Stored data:
====================
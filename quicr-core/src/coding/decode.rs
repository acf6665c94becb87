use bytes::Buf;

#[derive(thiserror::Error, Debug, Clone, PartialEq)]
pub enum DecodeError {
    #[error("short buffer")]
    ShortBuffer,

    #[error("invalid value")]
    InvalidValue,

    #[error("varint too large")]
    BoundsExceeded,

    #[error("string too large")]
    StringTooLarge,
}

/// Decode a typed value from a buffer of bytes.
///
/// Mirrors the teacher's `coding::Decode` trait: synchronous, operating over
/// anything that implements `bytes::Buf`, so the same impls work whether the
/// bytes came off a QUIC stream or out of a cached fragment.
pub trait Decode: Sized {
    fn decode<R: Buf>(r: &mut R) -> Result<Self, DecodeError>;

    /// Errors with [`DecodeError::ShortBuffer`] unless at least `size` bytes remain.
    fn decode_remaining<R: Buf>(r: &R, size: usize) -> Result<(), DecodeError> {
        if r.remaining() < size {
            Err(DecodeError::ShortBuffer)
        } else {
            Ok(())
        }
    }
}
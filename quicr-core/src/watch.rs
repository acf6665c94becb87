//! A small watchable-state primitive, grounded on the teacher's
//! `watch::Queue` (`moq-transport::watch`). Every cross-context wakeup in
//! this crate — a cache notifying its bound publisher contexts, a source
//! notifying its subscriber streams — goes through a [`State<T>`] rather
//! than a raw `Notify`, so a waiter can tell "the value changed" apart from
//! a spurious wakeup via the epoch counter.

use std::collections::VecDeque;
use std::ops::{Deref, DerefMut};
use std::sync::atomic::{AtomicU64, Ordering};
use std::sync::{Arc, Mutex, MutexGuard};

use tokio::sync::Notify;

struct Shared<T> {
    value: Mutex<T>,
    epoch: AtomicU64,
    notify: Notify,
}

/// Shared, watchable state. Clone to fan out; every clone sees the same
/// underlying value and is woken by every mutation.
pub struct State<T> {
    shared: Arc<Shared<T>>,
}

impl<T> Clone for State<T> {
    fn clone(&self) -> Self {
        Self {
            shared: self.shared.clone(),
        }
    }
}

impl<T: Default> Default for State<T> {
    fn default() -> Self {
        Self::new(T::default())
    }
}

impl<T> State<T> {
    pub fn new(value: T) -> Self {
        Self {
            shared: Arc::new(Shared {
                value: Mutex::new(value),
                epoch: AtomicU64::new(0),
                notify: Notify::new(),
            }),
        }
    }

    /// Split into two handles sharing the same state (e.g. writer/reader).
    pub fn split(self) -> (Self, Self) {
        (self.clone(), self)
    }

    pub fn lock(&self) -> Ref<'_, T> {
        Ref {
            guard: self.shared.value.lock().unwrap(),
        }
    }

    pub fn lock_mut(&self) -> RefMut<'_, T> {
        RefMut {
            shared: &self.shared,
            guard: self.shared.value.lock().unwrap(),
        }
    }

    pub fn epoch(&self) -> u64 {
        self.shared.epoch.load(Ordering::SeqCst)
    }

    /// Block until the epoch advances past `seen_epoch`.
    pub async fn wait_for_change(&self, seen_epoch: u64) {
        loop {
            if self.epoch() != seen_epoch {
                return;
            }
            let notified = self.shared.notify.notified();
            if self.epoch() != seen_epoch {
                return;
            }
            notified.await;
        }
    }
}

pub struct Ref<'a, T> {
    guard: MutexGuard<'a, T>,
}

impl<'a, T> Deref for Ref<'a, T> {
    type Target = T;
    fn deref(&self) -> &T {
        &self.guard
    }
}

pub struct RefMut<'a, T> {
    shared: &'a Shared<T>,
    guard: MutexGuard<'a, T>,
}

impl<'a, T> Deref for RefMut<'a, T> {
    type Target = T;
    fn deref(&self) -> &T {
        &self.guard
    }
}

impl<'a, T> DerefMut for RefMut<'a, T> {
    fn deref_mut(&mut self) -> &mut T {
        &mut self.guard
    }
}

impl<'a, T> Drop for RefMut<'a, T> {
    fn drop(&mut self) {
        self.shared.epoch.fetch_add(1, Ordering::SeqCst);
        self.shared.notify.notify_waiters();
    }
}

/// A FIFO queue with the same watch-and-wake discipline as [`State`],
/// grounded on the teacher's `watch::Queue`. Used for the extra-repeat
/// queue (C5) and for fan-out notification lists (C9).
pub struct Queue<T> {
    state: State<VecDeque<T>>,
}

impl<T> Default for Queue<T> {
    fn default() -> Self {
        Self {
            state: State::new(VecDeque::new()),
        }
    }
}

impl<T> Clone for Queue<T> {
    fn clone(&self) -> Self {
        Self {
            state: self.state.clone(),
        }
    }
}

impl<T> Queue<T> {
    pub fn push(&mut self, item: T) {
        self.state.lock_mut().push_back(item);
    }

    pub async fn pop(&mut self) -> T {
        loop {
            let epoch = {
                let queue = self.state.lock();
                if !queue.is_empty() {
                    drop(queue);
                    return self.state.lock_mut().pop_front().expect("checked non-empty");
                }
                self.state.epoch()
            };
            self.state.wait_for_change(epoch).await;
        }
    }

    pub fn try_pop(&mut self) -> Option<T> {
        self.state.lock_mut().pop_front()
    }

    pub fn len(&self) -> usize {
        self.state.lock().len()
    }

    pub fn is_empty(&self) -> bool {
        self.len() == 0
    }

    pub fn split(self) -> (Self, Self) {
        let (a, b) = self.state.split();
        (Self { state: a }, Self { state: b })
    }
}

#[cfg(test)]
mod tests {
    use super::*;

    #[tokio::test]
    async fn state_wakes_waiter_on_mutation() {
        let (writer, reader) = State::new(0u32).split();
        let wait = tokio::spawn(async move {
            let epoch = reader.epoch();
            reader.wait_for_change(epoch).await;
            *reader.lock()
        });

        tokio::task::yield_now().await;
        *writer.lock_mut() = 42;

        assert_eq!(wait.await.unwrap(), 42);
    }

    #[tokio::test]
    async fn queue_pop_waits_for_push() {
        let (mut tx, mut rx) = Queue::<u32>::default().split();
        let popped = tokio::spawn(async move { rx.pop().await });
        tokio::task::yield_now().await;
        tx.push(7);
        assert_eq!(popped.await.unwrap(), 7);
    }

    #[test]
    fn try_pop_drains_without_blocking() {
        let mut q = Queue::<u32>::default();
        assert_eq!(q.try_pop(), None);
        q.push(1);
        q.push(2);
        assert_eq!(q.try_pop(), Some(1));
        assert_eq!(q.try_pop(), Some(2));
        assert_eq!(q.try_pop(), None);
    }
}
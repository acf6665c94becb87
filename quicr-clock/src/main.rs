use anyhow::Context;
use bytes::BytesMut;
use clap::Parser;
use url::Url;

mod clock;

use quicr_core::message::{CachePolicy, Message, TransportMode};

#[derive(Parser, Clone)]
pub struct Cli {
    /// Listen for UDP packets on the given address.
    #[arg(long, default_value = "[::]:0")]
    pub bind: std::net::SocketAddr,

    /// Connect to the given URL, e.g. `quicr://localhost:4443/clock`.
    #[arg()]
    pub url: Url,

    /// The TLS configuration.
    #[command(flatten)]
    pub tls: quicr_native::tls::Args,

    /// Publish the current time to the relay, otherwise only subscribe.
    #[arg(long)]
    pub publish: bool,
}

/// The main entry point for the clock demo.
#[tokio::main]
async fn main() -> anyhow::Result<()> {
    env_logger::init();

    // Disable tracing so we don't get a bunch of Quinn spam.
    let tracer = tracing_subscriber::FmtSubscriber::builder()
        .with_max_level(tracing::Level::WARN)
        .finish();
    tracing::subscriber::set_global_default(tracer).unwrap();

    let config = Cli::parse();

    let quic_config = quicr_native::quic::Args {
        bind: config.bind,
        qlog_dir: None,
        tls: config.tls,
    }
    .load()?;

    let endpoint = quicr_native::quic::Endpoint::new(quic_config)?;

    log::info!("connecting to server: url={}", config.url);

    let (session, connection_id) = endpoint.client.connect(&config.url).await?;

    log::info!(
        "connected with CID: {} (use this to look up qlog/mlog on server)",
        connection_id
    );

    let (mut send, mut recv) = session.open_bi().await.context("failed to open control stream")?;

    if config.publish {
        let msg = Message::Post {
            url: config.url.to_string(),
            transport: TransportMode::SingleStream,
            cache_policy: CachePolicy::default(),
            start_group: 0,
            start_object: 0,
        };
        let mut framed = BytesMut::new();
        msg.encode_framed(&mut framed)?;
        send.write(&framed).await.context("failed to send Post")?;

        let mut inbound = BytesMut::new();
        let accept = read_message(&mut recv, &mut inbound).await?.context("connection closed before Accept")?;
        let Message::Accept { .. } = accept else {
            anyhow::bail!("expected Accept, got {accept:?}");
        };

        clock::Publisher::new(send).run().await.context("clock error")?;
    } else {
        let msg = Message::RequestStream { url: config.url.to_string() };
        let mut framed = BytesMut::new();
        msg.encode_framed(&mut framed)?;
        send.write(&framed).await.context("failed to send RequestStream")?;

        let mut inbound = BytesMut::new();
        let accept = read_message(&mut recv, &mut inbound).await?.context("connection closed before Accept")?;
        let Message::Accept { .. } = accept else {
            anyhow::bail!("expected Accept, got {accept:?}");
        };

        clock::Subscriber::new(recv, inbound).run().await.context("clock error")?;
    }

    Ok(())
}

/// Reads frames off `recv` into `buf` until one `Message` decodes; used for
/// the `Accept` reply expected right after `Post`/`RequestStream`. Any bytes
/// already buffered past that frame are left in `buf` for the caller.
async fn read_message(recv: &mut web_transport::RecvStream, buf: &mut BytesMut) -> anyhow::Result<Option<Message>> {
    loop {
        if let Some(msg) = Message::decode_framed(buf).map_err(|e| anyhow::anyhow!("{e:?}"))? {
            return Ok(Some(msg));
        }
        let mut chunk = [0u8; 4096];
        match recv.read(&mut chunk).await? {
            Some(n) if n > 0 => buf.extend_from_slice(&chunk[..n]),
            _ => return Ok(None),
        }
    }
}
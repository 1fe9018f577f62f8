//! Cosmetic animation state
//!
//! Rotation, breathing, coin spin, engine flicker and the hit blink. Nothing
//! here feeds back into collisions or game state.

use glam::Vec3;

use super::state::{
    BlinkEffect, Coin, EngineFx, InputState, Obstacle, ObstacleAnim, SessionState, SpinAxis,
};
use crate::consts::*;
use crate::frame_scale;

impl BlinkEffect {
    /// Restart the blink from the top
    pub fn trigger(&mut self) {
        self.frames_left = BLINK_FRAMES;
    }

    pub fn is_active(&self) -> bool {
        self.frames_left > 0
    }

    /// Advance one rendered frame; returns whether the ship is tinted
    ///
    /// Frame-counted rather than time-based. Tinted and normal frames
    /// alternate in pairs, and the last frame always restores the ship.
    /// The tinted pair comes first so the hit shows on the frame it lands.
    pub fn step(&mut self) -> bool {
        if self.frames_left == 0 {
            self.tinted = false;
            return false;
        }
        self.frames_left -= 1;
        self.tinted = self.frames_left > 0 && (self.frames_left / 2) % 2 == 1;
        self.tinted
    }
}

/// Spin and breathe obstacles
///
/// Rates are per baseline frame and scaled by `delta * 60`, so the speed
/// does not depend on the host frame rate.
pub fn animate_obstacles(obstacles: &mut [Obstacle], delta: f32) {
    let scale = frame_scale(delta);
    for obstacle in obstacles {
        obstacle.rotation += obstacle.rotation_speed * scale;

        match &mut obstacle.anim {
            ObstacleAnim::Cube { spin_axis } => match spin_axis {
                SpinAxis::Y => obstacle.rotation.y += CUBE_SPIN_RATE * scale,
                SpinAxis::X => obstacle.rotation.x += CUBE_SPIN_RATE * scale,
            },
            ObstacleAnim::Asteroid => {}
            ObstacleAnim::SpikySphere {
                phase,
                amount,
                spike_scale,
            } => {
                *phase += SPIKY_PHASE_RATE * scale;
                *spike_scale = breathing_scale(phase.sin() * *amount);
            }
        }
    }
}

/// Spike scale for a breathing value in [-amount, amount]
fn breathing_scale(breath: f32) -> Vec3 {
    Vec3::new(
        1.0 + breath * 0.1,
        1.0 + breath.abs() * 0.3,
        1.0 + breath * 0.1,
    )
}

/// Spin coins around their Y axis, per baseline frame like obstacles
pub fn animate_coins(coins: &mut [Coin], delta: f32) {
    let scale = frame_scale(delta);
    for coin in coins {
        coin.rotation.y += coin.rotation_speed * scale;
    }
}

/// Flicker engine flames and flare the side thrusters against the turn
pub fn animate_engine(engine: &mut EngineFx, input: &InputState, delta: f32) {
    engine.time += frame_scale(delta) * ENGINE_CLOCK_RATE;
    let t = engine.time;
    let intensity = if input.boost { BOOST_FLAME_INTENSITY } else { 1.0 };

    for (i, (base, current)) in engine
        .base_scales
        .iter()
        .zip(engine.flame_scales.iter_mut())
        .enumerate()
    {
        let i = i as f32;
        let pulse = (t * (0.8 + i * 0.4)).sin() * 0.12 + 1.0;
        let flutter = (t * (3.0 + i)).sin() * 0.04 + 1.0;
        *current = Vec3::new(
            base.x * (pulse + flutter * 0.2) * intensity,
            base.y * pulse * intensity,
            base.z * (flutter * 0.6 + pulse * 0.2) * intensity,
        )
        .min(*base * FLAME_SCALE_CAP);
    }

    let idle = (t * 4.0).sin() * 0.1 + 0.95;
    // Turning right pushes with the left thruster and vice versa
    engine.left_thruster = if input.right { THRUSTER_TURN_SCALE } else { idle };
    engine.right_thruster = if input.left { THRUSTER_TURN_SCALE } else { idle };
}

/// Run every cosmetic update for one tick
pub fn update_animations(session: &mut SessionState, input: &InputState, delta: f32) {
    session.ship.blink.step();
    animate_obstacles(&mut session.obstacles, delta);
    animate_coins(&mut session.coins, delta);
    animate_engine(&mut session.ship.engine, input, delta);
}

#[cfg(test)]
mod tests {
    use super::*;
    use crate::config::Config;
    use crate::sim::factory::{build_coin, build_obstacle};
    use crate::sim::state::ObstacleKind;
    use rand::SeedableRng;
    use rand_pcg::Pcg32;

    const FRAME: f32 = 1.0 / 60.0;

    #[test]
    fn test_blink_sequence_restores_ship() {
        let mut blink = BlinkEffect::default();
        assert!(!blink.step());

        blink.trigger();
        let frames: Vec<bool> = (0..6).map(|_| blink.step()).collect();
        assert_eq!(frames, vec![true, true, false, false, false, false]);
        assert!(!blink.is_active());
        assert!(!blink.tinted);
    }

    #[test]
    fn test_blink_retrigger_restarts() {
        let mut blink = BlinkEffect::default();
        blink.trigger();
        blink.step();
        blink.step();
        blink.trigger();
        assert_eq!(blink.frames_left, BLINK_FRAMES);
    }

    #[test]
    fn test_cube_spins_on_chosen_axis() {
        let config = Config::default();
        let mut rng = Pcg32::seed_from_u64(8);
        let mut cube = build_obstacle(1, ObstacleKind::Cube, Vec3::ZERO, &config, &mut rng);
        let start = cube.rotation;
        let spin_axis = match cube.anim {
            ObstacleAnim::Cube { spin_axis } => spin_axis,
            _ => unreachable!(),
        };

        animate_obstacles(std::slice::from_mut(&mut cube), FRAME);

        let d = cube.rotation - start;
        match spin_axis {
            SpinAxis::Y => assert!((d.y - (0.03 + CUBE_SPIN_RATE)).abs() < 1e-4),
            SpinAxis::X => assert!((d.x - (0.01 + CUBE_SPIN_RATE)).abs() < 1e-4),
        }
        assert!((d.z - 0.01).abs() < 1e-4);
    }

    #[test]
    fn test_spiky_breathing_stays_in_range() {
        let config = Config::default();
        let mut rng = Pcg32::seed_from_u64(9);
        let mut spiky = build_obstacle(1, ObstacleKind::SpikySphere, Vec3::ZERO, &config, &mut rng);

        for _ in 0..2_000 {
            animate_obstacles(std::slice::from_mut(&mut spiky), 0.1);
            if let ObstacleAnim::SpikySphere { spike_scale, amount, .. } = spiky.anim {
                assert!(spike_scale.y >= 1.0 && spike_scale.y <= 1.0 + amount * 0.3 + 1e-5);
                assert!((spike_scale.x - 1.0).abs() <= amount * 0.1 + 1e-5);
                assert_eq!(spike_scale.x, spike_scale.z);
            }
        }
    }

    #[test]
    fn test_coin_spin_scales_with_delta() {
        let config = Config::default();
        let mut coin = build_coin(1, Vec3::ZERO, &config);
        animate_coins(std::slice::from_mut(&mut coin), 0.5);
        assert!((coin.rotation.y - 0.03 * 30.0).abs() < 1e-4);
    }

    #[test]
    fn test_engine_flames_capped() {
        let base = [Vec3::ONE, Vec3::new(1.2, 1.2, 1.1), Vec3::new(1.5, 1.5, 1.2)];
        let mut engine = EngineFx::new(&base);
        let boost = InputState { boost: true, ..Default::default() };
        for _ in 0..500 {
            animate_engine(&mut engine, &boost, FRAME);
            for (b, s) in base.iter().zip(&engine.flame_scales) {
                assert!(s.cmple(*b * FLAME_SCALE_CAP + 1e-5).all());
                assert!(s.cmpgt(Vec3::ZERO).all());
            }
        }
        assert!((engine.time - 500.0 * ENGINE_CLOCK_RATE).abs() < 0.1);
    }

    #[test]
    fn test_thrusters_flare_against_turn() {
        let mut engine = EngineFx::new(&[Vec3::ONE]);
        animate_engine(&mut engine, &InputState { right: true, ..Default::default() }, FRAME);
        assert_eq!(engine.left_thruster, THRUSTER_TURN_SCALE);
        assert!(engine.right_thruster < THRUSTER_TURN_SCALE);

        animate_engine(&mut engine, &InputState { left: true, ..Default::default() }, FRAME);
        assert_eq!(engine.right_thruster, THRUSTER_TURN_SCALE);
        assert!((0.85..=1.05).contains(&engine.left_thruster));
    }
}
====================
> Directions: Repeat word for word every line from the start of the entries to the line holding "cross-context wakeup in", inclusive, and nothing else.

> Result:
filename quicr-core/src/coding/decode.rs
repository acf6665c94becb87
use bytes::Buf;

#[derive(thiserror::Error, Debug, Clone, PartialEq)]
pub enum DecodeError {
    #[error("short buffer")]
    ShortBuffer,

    #[error("invalid value")]
    InvalidValue,

    #[error("varint too large")]
    BoundsExceeded,

    #[error("string too large")]
    StringTooLarge,
}

/// Decode a typed value from a buffer of bytes.
///
/// Mirrors the teacher's `coding::Decode` trait: synchronous, operating over
/// anything that implements `bytes::Buf`, so the same impls work whether the
/// bytes came off a QUIC stream or out of a cached fragment.
pub trait Decode: Sized {
    fn decode<R: Buf>(r: &mut R) -> Result<Self, DecodeError>;

    /// Errors with [`DecodeError::ShortBuffer`] unless at least `size` bytes remain.
    fn decode_remaining<R: Buf>(r: &R, size: usize) -> Result<(), DecodeError> {
        if r.remaining() < size {
            Err(DecodeError::ShortBuffer)
        } else {
            Ok(())
        }
    }
}
filename quicr-core/src/watch.rs
repository acf6665c94becb87
//! A small watchable-state primitive, grounded on the teacher's
//! `watch::Queue` (`moq-transport::watch`). Every cross-context wakeup in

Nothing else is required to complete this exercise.